*** Block opens ***

//! Mock Anthropic Messages API for integration tests
//!
//! Serves `POST /v1/messages` as either a JSON document or an SSE stream,
//! depending on the request's `stream` flag, and records every request.

use std::net::SocketAddr;
use std::sync::{Arc, Mutex};

use axum::extract::State;
use axum::http::{HeaderMap, StatusCode, header};
use axum::response::{IntoResponse, Response};
use axum::{Json, Router, routing};
use serde_json::{Value, json};
use tokio_util::sync::CancellationToken;
use url::Url;

/// Canned behaviour of the mock
#[derive(Debug, Clone)]
pub enum Scenario {
    /// Answer with text, streamed as one delta per fragment
    Text(Vec<&'static str>),
    /// Answer with a short text block followed by a `get_weather` tool call
    ToolCall,
    /// Stream a tool call whose argument fragments do not form valid JSON
    MalformedToolCall,
    /// Stream that ends without `message_stop`
    Truncated,
    /// Stream that fails with a provider `error` event
    ErrorEvent,
    /// Reject every request with this status and Anthropic error document
    Reject {
        status: u16,
        error_type: &'static str,
        message: &'static str,
    },
}

/// A request as seen by the mock
#[derive(Debug, Clone)]
pub struct RecordedRequest {
    /// Value of the `x-api-key` header
    pub api_key: Option<String>,
    /// Value of the `anthropic-version` header
    pub version: Option<String>,
    /// JSON body
    pub body: Value,
}

/// Mock Anthropic backend bound to an ephemeral port
pub struct MockAnthropic {
    addr: SocketAddr,
    shutdown: CancellationToken,
    state: Arc<MockState>,
}

struct MockState {
    scenario: Scenario,
    requests: Mutex<Vec<RecordedRequest>>,
}

impl MockAnthropic {
    /// Start the mock server, returning once it is listening
    pub async fn start(scenario: Scenario) -> anyhow::Result<Self> {
        let state = Arc::new(MockState {
            scenario,
            requests: Mutex::new(Vec::new()),
        });

        let app = Router::new()
            .route("/v1/messages", routing::post(handle_messages))
            .with_state(Arc::clone(&state));

        let listener = tokio::net::TcpListener::bind("127.0.0.1:0").await?;
        let addr = listener.local_addr()?;
        let shutdown = CancellationToken::new();
        let shutdown_clone = shutdown.clone();

        tokio::spawn(async move {
            axum::serve(listener, app)
                .with_graceful_shutdown(async move {
                    shutdown_clone.cancelled().await;
                })
                .await
                .ok();
        });

        Ok(Self { addr, shutdown, state })
    }

    /// Base URL including `/v1`, since the transport appends `/messages`
    pub fn base_url(&self) -> Url {
        Url::parse(&format!("http://{}/v1", self.addr)).expect("valid mock URL")
    }

    /// Requests received so far
    pub fn requests(&self) -> Vec<RecordedRequest> {
        self.state.requests.lock().expect("lock not poisoned").clone()
    }

    /// Number of requests received so far
    pub fn request_count(&self) -> usize {
        self.state.requests.lock().expect("lock not poisoned").len()
    }
}

impl Drop for MockAnthropic {
    fn drop(&mut self) {
        self.shutdown.cancel();
    }
}

// -- Handler --

async fn handle_messages(State(state): State<Arc<MockState>>, headers: HeaderMap, Json(body): Json<Value>) -> Response {
    let header_value = |name: &str| headers.get(name).and_then(|v| v.to_str().ok()).map(str::to_owned);

    let model = body["model"].as_str().unwrap_or("unknown").to_owned();
    let streaming = body["stream"].as_bool().unwrap_or(false);

    state.requests.lock().expect("lock not poisoned").push(RecordedRequest {
        api_key: header_value("x-api-key"),
        version: header_value("anthropic-version"),
        body,
    });

    if let Scenario::Reject {
        status,
        error_type,
        message,
    } = &state.scenario
    {
        let status = StatusCode::from_u16(*status).unwrap_or(StatusCode::INTERNAL_SERVER_ERROR);
        let error = json!({
            "type": "error",
            "error": {"type": error_type, "message": message}
        });
        return (status, Json(error)).into_response();
    }

    if streaming {
        let events = stream_events(&state.scenario, &model);
        let body: String = events
            .iter()
            .map(|event| format!("event: {}\ndata: {event}\n\n", event["type"].as_str().unwrap_or("unknown")))
            .collect();
        return ([(header::CONTENT_TYPE, "text/event-stream")], body).into_response();
    }

    Json(message_document(&state.scenario, &model)).into_response()
}

// -- Canned bodies --

fn message_document(scenario: &Scenario, model: &str) -> Value {
    match scenario {
        Scenario::ToolCall => json!({
            "id": "msg_mock_tool",
            "type": "message",
            "role": "assistant",
            "model": model,
            "content": [
                {"type": "text", "text": "Let me check the weather."},
                {"type": "tool_use", "id": "toolu_mock_1", "name": "get_weather", "input": {"location": "San Francisco"}}
            ],
            "stop_reason": "tool_use",
            "stop_sequence": null,
            "usage": {"input_tokens": 42, "output_tokens": 17}
        }),
        Scenario::Text(fragments) => json!({
            "id": "msg_mock_text",
            "type": "message",
            "role": "assistant",
            "model": model,
            "content": [{"type": "text", "text": fragments.concat()}],
            "stop_reason": "end_turn",
            "stop_sequence": null,
            "usage": {"input_tokens": 10, "output_tokens": 5}
        }),
        _ => json!({
            "id": "msg_mock_other",
            "type": "message",
            "role": "assistant",
            "model": model,
            "content": [],
            "stop_reason": "end_turn",
            "usage": {"input_tokens": 1, "output_tokens": 0}
        }),
    }
}

fn stream_events(scenario: &Scenario, model: &str) -> Vec<Value> {
    let start = json!({
        "type": "message_start",
        "message": {
            "id": "msg_mock_stream",
            "type": "message",
            "role": "assistant",
            "model": model,
            "content": [],
            "stop_reason": null,
            "usage": {"input_tokens": 25, "output_tokens": 1}
        }
    });

    let mut events = vec![start, json!({"type": "ping"})];

    match scenario {
        Scenario::Text(fragments) => {
            events.push(text_block_start(0));
            events.extend(fragments.iter().map(|fragment| text_delta(0, fragment)));
            events.push(block_stop(0));
            events.push(message_delta("end_turn", 12));
            events.push(json!({"type": "message_stop"}));
        }
        Scenario::ToolCall => {
            events.push(text_block_start(0));
            events.push(text_delta(0, "Let me check the weather."));
            events.push(block_stop(0));
            events.push(tool_block_start(1, "toolu_mock_stream", "get_weather"));
            for fragment in ["", r#"{"location""#, r#": "San Fra"#, r#"ncisco"}"#] {
                events.push(json_delta(1, fragment));
            }
            events.push(block_stop(1));
            events.push(message_delta("tool_use", 30));
            events.push(json!({"type": "message_stop"}));
        }
        Scenario::MalformedToolCall => {
            events.push(tool_block_start(0, "toolu_mock_bad", "get_weather"));
            events.push(json_delta(0, r#"{"location": "Par"#));
            events.push(block_stop(0));
            events.push(message_delta("tool_use", 8));
            events.push(json!({"type": "message_stop"}));
        }
        Scenario::Truncated => {
            events.push(text_block_start(0));
            events.push(text_delta(0, "This answer is cut"));
        }
        Scenario::ErrorEvent => {
            events.push(text_block_start(0));
            events.push(text_delta(0, "Partial"));
            events.push(json!({
                "type": "error",
                "error": {"type": "overloaded_error", "message": "Overloaded"}
            }));
        }
        Scenario::Reject { .. } => {}
    }

    events
}

fn text_block_start(index: u32) -> Value {
    json!({"type": "content_block_start", "index": index, "content_block": {"type": "text", "text": ""}})
}

fn tool_block_start(index: u32, id: &str, name: &str) -> Value {
    json!({
        "type": "content_block_start",
        "index": index,
        "content_block": {"type": "tool_use", "id": id, "name": name, "input": {}}
    })
}

fn text_delta(index: u32, text: &str) -> Value {
    json!({"type": "content_block_delta", "index": index, "delta": {"type": "text_delta", "text": text}})
}

fn json_delta(index: u32, partial_json: &str) -> Value {
    json!({
        "type": "content_block_delta",
        "index": index,
        "delta": {"type": "input_json_delta", "partial_json": partial_json}
    })
}

fn block_stop(index: u32) -> Value {
    json!({"type": "content_block_stop", "index": index})
}

fn message_delta(stop_reason: &str, output_tokens: u32) -> Value {
    json!({
        "type": "message_delta",
        "delta": {"stop_reason": stop_reason, "stop_sequence": null},
        "usage": {"output_tokens": output_tokens}
    })
}
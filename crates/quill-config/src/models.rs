use serde::Deserialize;

/// A model registered in addition to the built-in catalog
#[derive(Debug, Clone, Deserialize)]
#[serde(deny_unknown_fields)]
pub struct CustomModelConfig {
    /// Human-readable label
    pub label: String,
    /// Version identifiers; the first is sent on the wire, the model name is used when empty
    #[serde(default)]
    pub versions: Vec<String>,
    /// Accepts multi-turn conversations
    #[serde(default = "enabled")]
    pub multiturn: bool,
    /// Supports tool calling
    #[serde(default = "enabled")]
    pub tools: bool,
    /// Accepts a system prompt
    #[serde(default = "enabled")]
    pub system_role: bool,
    /// Accepts image and document input
    #[serde(default = "enabled")]
    pub media: bool,
}

const fn enabled() -> bool {
    true
}
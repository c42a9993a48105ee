//! Anthropic adapter for Quill
//!
//! Translates provider-agnostic generation requests into the Anthropic
//! Messages API wire format and assembles synchronous or streamed
//! responses back into the canonical response shape.

#![allow(clippy::must_use_candidate, clippy::missing_errors_doc)]

pub mod assemble;
pub mod catalog;
pub mod codec;
pub mod error;
pub mod plugin;
pub mod protocol;
pub mod transport;
pub mod translate;
pub mod types;

pub use assemble::{AssemblyState, ChunkCallback, StreamAssembler, assemble_response, assemble_stream};
pub use catalog::{Catalog, ModelInfo, ModelSupports};
pub use error::LlmError;
pub use plugin::{AnthropicModel, AnthropicOptions, AnthropicPlugin};
pub use transport::{EventStream, HttpTransport, Transport};
pub use translate::RequestTranslator;
pub use types::{GenerateRequest, GenerateResponse, Message, Part, ResponseChunk, Role};
use serde::Deserialize;

/// Log output configuration
#[derive(Debug, Clone, PartialEq, Eq, Deserialize)]
#[serde(deny_unknown_fields)]
pub struct LoggingConfig {
    /// `EnvFilter` directives; `RUST_LOG` takes precedence
    #[serde(default = "default_filter")]
    pub filter: String,
    /// Output format
    #[serde(default)]
    pub format: LogFormat,
}

impl Default for LoggingConfig {
    fn default() -> Self {
        Self {
            filter: default_filter(),
            format: LogFormat::default(),
        }
    }
}

fn default_filter() -> String {
    "info".to_string()
}

/// Log line format
#[derive(Debug, Clone, Copy, Default, PartialEq, Eq, Deserialize)]
#[serde(rename_all = "snake_case")]
pub enum LogFormat {
    /// Human-readable lines
    #[default]
    Text,
    /// One JSON object per line
    Json,
}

*** Block closes ***

Instructions for the task | Only one stretch of the entries above is wanted: the lines from the one containing "pub fn request_count(&self)" through the one containing "let events = stream_events(&state.scenario, &model);". Please reproduce it exactly.

Exercise result |
    pub fn request_count(&self) -> usize {
        self.state.requests.lock().expect("lock not poisoned").len()
    }
}

impl Drop for MockAnthropic {
    fn drop(&mut self) {
        self.shutdown.cancel();
    }
}

// -- Handler --

async fn handle_messages(State(state): State<Arc<MockState>>, headers: HeaderMap, Json(body): Json<Value>) -> Response {
    let header_value = |name: &str| headers.get(name).and_then(|v| v.to_str().ok()).map(str::to_owned);

    let model = body["model"].as_str().unwrap_or("unknown").to_owned();
    let streaming = body["stream"].as_bool().unwrap_or(false);

    state.requests.lock().expect("lock not poisoned").push(RecordedRequest {
        api_key: header_value("x-api-key"),
        version: header_value("anthropic-version"),
        body,
    });

    if let Scenario::Reject {
        status,
        error_type,
        message,
    } = &state.scenario
    {
        let status = StatusCode::from_u16(*status).unwrap_or(StatusCode::INTERNAL_SERVER_ERROR);
        let error = json!({
            "type": "error",
            "error": {"type": error_type, "message": message}
        });
        return (status, Json(error)).into_response();
    }

    if streaming {
        let events = stream_events(&state.scenario, &model);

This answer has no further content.